The German historian Robert Gerwarth and the South Korean legal scholar Sung-Soo Kim receive this year’s Reimar Lüst Award. This award is granted to humanities scholars and social scientists from abroad who have shaped academic and cultural relations between Germany and their own countries. Each award is endowed with €60,000. Every year, the Alexander von Humboldt Foundation, in collaboration with the Fritz Thyssen Foundation, grants up to two Reimar Lüst Awards.
Robert Gerwarth is professor of modern history at University College Dublin, Ireland, and founding director of the Centre for War Studies located there. His research focuses on the history of political violence in Germany and Europe in the twentieth century. He has published highly regarded monographs that have been translated into more than 30 languages. For example, the new interpretations set forth in his publications on the German November Revolution of 1918 or the legacy of the First World War have sparked scholarly discussions and changed previous assessments of the First World War and the Weimar Republic.

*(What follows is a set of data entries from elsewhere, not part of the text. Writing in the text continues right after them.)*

// This Source Code Form is subject to the terms of the Mozilla Public
// License, v. 2.0. If a copy of the MPL was not distributed with this
// file, You can obtain one at https://mozilla.org/MPL/2.0/.

//! YAML configuration schema, loading/validation, and the hot-reload
//! contract (spec.md §6, §9 REDESIGN FLAGS; `config.py`).

use std::collections::HashMap;
use std::path::Path;
use std::sync::Arc;

use mapping_engine::{ActionKind, DataType, GenericTemplate, MappingRule, RuleAction};
use regex::Regex;
use serde::Deserialize;
use thiserror::Error;

#[derive(Debug, Error)]
pub enum ConfigError {
    #[error("configuration file not found: {0}")]
    NotFound(String),
    #[error("invalid YAML in configuration file: {0}")]
    Yaml(#[from] serde_yaml::Error),
    #[error("device {0:?} must define a string 'type'")]
    MissingDeviceType(String),
    #[error("device {device:?} has unknown kind {kind:?}")]
    UnknownKind { device: String, kind: String },
    #[error("mappings reference unknown device {0:?}")]
    UnknownDevice(String),
    #[error("mapping rule #{idx} for {device:?} must include a non-empty 'pattern'")]
    MissingPattern { device: String, idx: usize },
    #[error("mapping rule #{idx} for {device:?} has an invalid pattern: {source}")]
    InvalidPattern { device: String, idx: usize, #[source] source: regex::Error },
    #[error("mapping rule #{idx} for {device:?} must include an 'action' or a 'response'")]
    MissingActionOrResponse { device: String, idx: usize },
    #[error("mapping rule #{idx} for {device:?} must include a 'request_format' or a 'response'")]
    MissingTemplateOrResponse { device: String, idx: usize },
    #[error("mapping rule #{idx} for {device:?} is missing required field 'address'")]
    MissingAddress { device: String, idx: usize },
    #[error("mapping rule #{idx} for {device:?}: {reason}")]
    InvalidRule { device: String, idx: usize, reason: String },
}

/// The eight closed backend-adapter kinds (spec.md §4.4).
#[derive(Debug, Clone, Copy, PartialEq, Eq, Hash)]
pub enum DeviceKind {
    Loopback,
    ScpiTcp,
    ScpiSerial,
    Usbtmc,
    ModbusTcp,
    ModbusRtu,
    ModbusAscii,
    GenericRegex,
}

impl DeviceKind {
    fn parse(tag: &str) -> Option<Self> {
        match tag {
            "loopback" => Some(Self::Loopback),
            "scpi-tcp" => Some(Self::ScpiTcp),
            "scpi-serial" => Some(Self::ScpiSerial),
            "usbtmc" => Some(Self::Usbtmc),
            "modbus-tcp" => Some(Self::ModbusTcp),
            "modbus-rtu" => Some(Self::ModbusRtu),
            "modbus-ascii" => Some(Self::ModbusAscii),
            "generic-regex" => Some(Self::GenericRegex),
            _ => None,
        }
    }

    pub fn tag(self) -> &'static str {
        match self {
            Self::Loopback => "loopback",
            Self::ScpiTcp => "scpi-tcp",
            Self::ScpiSerial => "scpi-serial",
            Self::Usbtmc => "usbtmc",
            Self::ModbusTcp => "modbus-tcp",
            Self::ModbusRtu => "modbus-rtu",
            Self::ModbusAscii => "modbus-ascii",
            Self::GenericRegex => "generic-regex",
        }
    }

    fn is_modbus(self) -> bool {
        matches!(self, Self::ModbusTcp | Self::ModbusRtu | Self::ModbusAscii)
    }
}

#[derive(Debug, Clone)]
pub struct ServerSettings {
    pub host: String,
    pub port: u16,
    pub portmapper_enabled: bool,
}

impl Default for ServerSettings {
    fn default() -> Self {
        Self { host: "0.0.0.0".to_string(), port: 0, portmapper_enabled: false }
    }
}

#[derive(Debug, Clone)]
pub struct DeviceDefinition {
    pub name: String,
    pub kind: DeviceKind,
    pub settings: serde_yaml::Value,
}

/// A fully loaded and validated gateway configuration
/// (`config.py:Config`, flattened into one owned value).
pub struct GatewayConfig {
    pub server: ServerSettings,
    pub devices: HashMap<String, DeviceDefinition>,
    pub mappings: HashMap<String, Vec<MappingRule>>,
}

#[derive(Debug, Deserialize, Default)]
struct RawConfig {
    #[serde(default)]
    server: RawServer,
    #[serde(default)]
    devices: HashMap<String, serde_yaml::Mapping>,
    #[serde(default)]
    mappings: HashMap<String, Vec<RawRule>>,
}

#[derive(Debug, Deserialize)]
struct RawServer {
    #[serde(default = "default_host")]
    host: String,
    #[serde(default)]
    port: u16,
    #[serde(default)]
    portmapper_enabled: bool,
}

impl Default for RawServer {
    fn default() -> Self {
        Self { host: default_host(), port: 0, portmapper_enabled: false }
    }
}

fn default_host() -> String {
    "0.0.0.0".to_string()
}

#[derive(Debug, Deserialize)]
struct RawRule {
    pattern: String,
    action: Option<String>,
    #[serde(default)]
    params: serde_yaml::Mapping,
    response: Option<String>,
    request_format: Option<String>,
    #[serde(default)]
    expects_response: bool,
    response_regex: Option<String>,
    response_format: Option<String>,
    terminator: Option<String>,
    scale: Option<f64>,
    response_scale: Option<f64>,
    payload_width: Option<usize>,
}

fn yaml_str<'a>(map: &'a serde_yaml::Mapping, key: &str) -> Option<&'a str> {
    map.get(key).and_then(|v| v.as_str())
}

fn yaml_u64(map: &serde_yaml::Mapping, key: &str) -> Option<u64> {
    map.get(key).and_then(|v| v.as_u64())
}

fn yaml_f64(map: &serde_yaml::Mapping, key: &str) -> Option<f64> {
    map.get(key).and_then(|v| v.as_f64())
}

/// Loads and validates a configuration file from disk
/// (`config.py:load_config`).
pub fn load_config(path: &Path) -> Result<GatewayConfig, ConfigError> {
    tracing::debug!(path = %path.display(), "loading gateway configuration");
    let text = std::fs::read_to_string(path).map_err(|_| ConfigError::NotFound(path.display().to_string()))?;
    parse_config_str(&text)
}

/// Parses and validates configuration from an in-memory YAML document
/// (`config.py:parse_config_dict`).
pub fn parse_config_str(text: &str) -> Result<GatewayConfig, ConfigError> {
    let raw: RawConfig = serde_yaml::from_str(text)?;
    validate(raw)
}

fn validate(raw: RawConfig) -> Result<GatewayConfig, ConfigError> {
    let mut devices = HashMap::new();
    for (name, mut body) in raw.devices {
        let kind_tag = body
            .remove(serde_yaml::Value::String("type".to_string()))
            .and_then(|v| v.as_str().map(|s| s.to_string()))
            .ok_or_else(|| ConfigError::MissingDeviceType(name.clone()))?;
        let kind = DeviceKind::parse(&kind_tag).ok_or_else(|| ConfigError::UnknownKind { device: name.clone(), kind: kind_tag.clone() })?;
        let settings = serde_yaml::Value::Mapping(body);
        devices.insert(name.clone(), DeviceDefinition { name, kind, settings });
    }

    let mut mappings = HashMap::new();
    for (device_name, rules) in raw.mappings {
        let device = devices.get(&device_name).ok_or_else(|| ConfigError::UnknownDevice(device_name.clone()))?;
        let mut compiled = Vec::with_capacity(rules.len());
        for (idx, rule) in rules.into_iter().enumerate() {
            compiled.push(compile_rule(device.kind, &device_name, idx, rule)?);
        }
        mappings.insert(device_name, compiled);
    }

    Ok(GatewayConfig {
        server: ServerSettings { host: raw.server.host, port: raw.server.port, portmapper_enabled: raw.server.portmapper_enabled },
        devices,
        mappings,
    })
}

fn compile_rule(kind: DeviceKind, device_name: &str, idx: usize, raw: RawRule) -> Result<MappingRule, ConfigError> {
    if raw.pattern.is_empty() {
        return Err(ConfigError::MissingPattern { device: device_name.to_string(), idx });
    }

    let has_action = raw.action.as_deref().map(|s| !s.is_empty()).unwrap_or(false);
    let has_response = raw.response.as_deref().map(|s| !s.is_empty()).unwrap_or(false)
        || yaml_str(&raw.params, "response").map(|s| !s.is_empty()).unwrap_or(false);
    let has_template = raw.request_format.as_deref().map(|s| !s.is_empty()).unwrap_or(false);

    if kind.is_modbus() && !(has_action || has_response) {
        return Err(ConfigError::MissingActionOrResponse { device: device_name.to_string(), idx });
    }
    if kind == DeviceKind::GenericRegex && !(has_template || has_response) {
        return Err(ConfigError::MissingTemplateOrResponse { device: device_name.to_string(), idx });
    }

    let case_insensitive = kind.is_modbus();
    let pattern_source = if case_insensitive { format!("(?i){}", raw.pattern) } else { raw.pattern.clone() };
    let pattern = Regex::new(&pattern_source).map_err(|source| ConfigError::InvalidPattern { device: device_name.to_string(), idx, source })?;

    let action = if has_action {
        let kind_name = raw.action.as_deref().unwrap();
        let action_kind = ActionKind::parse(kind_name).map_err(|e| ConfigError::InvalidRule { device: device_name.to_string(), idx, reason: e.to_string() })?;
        let address = yaml_u64(&raw.params, "address")
            .ok_or_else(|| ConfigError::MissingAddress { device: device_name.to_string(), idx })? as u16;
        let count = yaml_u64(&raw.params, "count").unwrap_or(1) as u16;
        let data_type_name = yaml_str(&raw.params, "data_type").unwrap_or("uint16");
        let data_type = DataType::parse(data_type_name).map_err(|e| ConfigError::InvalidRule { device: device_name.to_string(), idx, reason: e.to_string() })?;
        let value_template = yaml_str(&raw.params, "value").map(|s| s.to_string());
        let scale = yaml_f64(&raw.params, "scale");
        let response_scale = yaml_f64(&raw.params, "response_scale");
        RuleAction::Modbus { kind: action_kind, address, count, value_template, data_type, scale, response_scale }
    } else if has_template {
        let response_regex = match &raw.response_regex {
            Some(source) => Some(Regex::new(source).map_err(|source| ConfigError::InvalidPattern { device: device_name.to_string(), idx, source })?),
            None => None,
        };
        let payload_width = raw.payload_width.or_else(|| {
            raw.response_regex.as_deref().and_then(|src| mapping_engine::infer_group_widths(src).get("payload").copied())
        });
        let payload_width = payload_width.or(if raw.scale.is_some() { Some(5) } else { None });
        RuleAction::GenericRegex(GenericTemplate {
            request_format: raw.request_format.clone().unwrap_or_default(),
            expects_response: raw.expects_response,
            response_regex,
            response_format: raw.response_format.clone(),
            terminator: raw.terminator.clone().or_else(|| if raw.expects_response { Some("\n".to_string()) } else { None }),
            scale: raw.scale,
            response_scale: raw.response_scale,
            payload_width,
        })
    } else if has_response {
        let response = raw.response.or_else(|| yaml_str(&raw.params, "response").map(|s| s.to_string())).unwrap();
        RuleAction::Static(response)
    } else {
        return Err(ConfigError::InvalidRule {
            device: device_name.to_string(),
            idx,
            reason: "rule is neither a MODBUS action, a generic-regex template, nor a static response".to_string(),
        });
    };

    Ok(MappingRule { pattern, action })
}

/// Capability implemented by the running core server so a future
/// configuration-reload surface can swap in a new [`GatewayConfig`]
/// without restarting the process (spec.md §9 REDESIGN FLAGS: replaces
/// `gui_server.py`'s `hasattr(facade, "reload_config")` reflective probe
/// with an explicit trait boundary).
#[derive(Debug, Error)]
pub enum ReloadError {
    #[error("configuration rejected: {0}")]
    Invalid(#[from] ConfigError),
    #[error("reload is not supported in this configuration")]
    Unsupported,
}

pub trait Reloadable {
    fn reload_config(&self, new_config: Arc<GatewayConfig>) -> Result<(), ReloadError>;
}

Together with the German historian Sönke Neitzel, Gerwarth established the International War Studies Master’s Degree programme that students can complete in Potsdam and Dublin. As a Reimar Lüst Award winner, he is planning a collaborative project with colleagues from the Chair of War Studies at the University of Potsdam where he wants to work on a major study on civil wars during the first half of the twentieth century.
The legal scholar Sung-Soo Kim is professor of public law at Yonsei Law School in Seoul, South Korea. He is the author of the standard Korean reference work on general administrative law and has additionally worked on other subjects such as tax, environmental and water law. Particularly, he has earned an outstanding reputation in South Korea as a scholar with his research on the evolution of the understanding of the state from a paternalistic to a partnership-based model and on the concept of public-private partnership. Kim supports social change in South Korea by providing legal expertise.
His research in this connection is always internationally orientated. Besides earning his doctorate in Germany, Kim has also worked as a bridge builder to this day to foster collaboration between German and Korean legal scholars by conveying the concepts underlying German administrative law in South Korea. His collaboration as a Reimar Lüst Award winner with colleagues at the University of Jena will enrich both sides: the reception of German law in Eastern Asia and German studies on Korean law will be jointly examined and discussed. The exchange of views and information is also important in view of both countries’ experience of being divided.
Reimar Lüst served as President of the Alexander von Humboldt Foundation from 1989 to 1999. He died on 31 March 2020 at the age of 97. In appreciation of his life-long work to promote international exchange of scientists and scholars, the Humboldt Foundation established the Reimar Lüst Award for International Scholarly and Cultural Exchange in collaboration with the Fritz Thyssen Foundation back in 2006.
(press release 15/2020)
Every year, the Alexander von Humboldt Foundation enables more than 2,000 researchers from all over the world to spend time conducting research in Germany. The Foundation maintains an interdisciplinary network of well over 30,000 Humboldtians in more than 140 countries around the world – including 56 Nobel Prize winners.